* _Description of the task_: Print the data below exactly, but only the lines from the one containing "fragments it loads." down to the one containing "use time::macros::format_description;", inclusive.

* _Given records_:
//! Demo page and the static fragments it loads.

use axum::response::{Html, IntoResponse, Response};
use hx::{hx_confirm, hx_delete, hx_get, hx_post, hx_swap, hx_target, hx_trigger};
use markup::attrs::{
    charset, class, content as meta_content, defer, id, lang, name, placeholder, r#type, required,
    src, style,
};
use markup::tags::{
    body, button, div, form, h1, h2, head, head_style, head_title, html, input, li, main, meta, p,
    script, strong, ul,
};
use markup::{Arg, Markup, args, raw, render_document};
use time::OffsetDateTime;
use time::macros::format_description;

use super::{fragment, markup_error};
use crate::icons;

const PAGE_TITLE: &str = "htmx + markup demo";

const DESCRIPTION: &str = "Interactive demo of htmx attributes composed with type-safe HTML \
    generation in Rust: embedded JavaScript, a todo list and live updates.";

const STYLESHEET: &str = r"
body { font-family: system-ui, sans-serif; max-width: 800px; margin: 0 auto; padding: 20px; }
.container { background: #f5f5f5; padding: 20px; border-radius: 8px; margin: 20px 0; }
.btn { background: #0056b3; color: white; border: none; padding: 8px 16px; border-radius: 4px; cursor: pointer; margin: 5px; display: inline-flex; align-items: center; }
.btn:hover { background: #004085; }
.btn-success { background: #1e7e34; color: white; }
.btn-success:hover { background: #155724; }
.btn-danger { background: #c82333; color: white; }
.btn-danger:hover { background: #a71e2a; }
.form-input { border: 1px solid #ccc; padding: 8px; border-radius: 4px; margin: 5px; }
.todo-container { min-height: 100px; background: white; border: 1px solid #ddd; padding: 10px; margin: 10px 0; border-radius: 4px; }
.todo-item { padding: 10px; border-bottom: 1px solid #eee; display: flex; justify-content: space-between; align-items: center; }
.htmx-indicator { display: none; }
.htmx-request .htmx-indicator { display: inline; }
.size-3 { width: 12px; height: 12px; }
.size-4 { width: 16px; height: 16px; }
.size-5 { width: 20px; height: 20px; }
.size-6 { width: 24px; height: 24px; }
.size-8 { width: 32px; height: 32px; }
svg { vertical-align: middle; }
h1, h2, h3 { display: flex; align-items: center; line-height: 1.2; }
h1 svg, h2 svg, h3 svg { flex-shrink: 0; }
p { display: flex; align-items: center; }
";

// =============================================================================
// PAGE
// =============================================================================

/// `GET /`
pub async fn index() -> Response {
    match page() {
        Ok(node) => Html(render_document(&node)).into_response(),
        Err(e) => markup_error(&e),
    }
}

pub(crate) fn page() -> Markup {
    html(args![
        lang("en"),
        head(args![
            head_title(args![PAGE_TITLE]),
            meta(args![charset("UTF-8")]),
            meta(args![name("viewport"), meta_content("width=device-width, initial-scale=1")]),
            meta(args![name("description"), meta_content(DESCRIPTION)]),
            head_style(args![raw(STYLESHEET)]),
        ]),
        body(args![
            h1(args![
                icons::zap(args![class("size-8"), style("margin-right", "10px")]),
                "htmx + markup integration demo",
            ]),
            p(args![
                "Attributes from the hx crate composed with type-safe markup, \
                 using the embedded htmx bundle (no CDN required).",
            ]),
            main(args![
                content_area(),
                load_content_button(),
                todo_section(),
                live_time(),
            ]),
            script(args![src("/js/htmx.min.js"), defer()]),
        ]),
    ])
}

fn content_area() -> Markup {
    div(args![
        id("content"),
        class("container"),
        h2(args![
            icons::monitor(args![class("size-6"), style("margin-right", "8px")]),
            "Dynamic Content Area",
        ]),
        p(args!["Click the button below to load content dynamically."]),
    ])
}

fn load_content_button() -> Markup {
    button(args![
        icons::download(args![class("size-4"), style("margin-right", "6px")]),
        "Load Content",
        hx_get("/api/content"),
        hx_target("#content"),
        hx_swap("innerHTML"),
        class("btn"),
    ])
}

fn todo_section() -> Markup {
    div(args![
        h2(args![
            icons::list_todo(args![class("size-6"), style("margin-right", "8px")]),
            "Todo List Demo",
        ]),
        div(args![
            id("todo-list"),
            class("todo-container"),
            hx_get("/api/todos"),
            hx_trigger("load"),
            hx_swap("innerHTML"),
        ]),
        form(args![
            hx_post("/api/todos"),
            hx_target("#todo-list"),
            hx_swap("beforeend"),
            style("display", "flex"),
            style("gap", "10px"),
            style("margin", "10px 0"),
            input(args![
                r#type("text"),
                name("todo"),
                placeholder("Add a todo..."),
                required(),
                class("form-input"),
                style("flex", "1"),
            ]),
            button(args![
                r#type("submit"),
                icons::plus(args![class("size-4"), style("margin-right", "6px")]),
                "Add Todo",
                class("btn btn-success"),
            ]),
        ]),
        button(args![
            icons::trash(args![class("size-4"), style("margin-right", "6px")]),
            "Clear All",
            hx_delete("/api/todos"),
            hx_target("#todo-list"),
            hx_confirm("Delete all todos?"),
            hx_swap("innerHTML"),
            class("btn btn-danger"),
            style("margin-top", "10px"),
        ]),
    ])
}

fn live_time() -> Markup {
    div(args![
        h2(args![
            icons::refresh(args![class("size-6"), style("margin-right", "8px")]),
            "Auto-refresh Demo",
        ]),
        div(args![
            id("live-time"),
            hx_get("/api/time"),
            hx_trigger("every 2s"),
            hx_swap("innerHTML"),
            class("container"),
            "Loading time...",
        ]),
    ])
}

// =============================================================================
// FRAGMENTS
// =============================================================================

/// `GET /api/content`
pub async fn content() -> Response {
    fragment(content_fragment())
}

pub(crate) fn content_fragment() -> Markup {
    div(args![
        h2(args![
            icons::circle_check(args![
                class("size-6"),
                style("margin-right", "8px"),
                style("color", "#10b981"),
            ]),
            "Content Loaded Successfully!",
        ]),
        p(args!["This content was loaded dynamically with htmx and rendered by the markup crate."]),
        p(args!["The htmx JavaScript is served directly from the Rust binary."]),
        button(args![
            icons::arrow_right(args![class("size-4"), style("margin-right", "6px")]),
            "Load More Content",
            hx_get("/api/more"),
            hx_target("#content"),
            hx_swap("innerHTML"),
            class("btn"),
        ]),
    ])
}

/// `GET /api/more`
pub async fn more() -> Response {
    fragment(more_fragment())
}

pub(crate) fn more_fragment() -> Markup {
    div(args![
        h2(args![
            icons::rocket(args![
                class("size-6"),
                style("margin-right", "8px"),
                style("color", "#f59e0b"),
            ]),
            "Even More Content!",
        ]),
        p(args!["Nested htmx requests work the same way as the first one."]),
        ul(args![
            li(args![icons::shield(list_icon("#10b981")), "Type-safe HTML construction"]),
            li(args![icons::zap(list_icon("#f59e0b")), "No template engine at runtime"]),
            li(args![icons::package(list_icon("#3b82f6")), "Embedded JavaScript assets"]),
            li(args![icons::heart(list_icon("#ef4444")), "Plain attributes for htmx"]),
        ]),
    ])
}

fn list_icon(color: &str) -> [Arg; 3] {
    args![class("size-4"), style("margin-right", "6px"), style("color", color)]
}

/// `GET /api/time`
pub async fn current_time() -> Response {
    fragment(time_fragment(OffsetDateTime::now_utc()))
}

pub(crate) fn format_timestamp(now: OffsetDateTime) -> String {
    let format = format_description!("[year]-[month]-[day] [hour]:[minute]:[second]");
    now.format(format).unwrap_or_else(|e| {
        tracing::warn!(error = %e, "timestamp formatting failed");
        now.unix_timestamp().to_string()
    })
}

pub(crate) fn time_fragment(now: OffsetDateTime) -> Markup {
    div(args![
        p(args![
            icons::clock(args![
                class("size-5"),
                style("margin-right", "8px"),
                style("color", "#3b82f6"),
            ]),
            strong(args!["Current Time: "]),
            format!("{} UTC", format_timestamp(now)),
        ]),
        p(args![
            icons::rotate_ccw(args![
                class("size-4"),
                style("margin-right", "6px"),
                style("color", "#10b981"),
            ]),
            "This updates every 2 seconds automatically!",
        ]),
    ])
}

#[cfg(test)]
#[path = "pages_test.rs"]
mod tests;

---

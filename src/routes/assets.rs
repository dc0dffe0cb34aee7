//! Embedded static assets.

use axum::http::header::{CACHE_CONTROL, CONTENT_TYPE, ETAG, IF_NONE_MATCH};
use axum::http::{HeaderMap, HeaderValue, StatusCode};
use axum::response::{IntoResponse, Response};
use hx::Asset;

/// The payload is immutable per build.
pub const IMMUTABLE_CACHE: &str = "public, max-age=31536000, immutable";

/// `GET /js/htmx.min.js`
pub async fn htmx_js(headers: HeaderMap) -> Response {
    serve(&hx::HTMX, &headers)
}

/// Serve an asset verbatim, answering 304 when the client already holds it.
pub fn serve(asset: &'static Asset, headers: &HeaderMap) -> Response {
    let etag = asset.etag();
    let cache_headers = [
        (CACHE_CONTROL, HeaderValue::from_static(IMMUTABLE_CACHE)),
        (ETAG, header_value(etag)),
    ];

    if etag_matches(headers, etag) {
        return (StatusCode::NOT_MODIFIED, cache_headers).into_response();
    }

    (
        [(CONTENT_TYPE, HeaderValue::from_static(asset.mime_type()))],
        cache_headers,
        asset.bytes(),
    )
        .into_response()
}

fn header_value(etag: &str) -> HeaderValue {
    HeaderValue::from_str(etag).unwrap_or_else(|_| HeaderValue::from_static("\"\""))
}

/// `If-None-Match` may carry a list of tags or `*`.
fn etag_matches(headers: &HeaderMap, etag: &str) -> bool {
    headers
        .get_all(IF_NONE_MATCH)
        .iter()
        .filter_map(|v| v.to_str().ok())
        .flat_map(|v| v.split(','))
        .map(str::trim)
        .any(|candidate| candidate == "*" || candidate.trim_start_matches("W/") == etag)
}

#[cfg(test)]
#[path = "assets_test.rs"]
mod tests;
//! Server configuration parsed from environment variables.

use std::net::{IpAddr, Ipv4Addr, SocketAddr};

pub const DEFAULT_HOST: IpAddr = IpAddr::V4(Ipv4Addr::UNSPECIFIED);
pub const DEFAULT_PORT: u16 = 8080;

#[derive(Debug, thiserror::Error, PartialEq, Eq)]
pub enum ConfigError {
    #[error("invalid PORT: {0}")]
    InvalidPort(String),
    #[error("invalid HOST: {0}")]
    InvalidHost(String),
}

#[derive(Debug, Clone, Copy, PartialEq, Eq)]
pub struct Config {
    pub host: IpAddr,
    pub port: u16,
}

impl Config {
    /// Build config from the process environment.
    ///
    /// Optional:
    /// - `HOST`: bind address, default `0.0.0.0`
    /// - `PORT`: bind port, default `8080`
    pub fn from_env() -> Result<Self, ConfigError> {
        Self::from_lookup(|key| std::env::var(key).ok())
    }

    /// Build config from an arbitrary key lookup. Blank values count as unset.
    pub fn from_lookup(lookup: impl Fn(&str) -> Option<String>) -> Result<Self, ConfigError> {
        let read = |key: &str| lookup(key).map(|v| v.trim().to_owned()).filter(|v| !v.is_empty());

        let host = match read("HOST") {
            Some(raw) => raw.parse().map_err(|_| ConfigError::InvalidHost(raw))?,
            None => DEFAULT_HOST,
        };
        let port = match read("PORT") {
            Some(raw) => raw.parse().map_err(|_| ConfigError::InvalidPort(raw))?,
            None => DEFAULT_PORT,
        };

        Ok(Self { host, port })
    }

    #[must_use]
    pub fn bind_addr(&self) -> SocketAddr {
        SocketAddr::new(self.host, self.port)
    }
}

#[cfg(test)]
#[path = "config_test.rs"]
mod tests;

* _Output below_:
//! Demo page and the static fragments it loads.

use axum::response::{Html, IntoResponse, Response};
use hx::{hx_confirm, hx_delete, hx_get, hx_post, hx_swap, hx_target, hx_trigger};
use markup::attrs::{
    charset, class, content as meta_content, defer, id, lang, name, placeholder, r#type, required,
    src, style,
};
use markup::tags::{
    body, button, div, form, h1, h2, head, head_style, head_title, html, input, li, main, meta, p,
    script, strong, ul,
};
use markup::{Arg, Markup, args, raw, render_document};
use time::OffsetDateTime;
use time::macros::format_description;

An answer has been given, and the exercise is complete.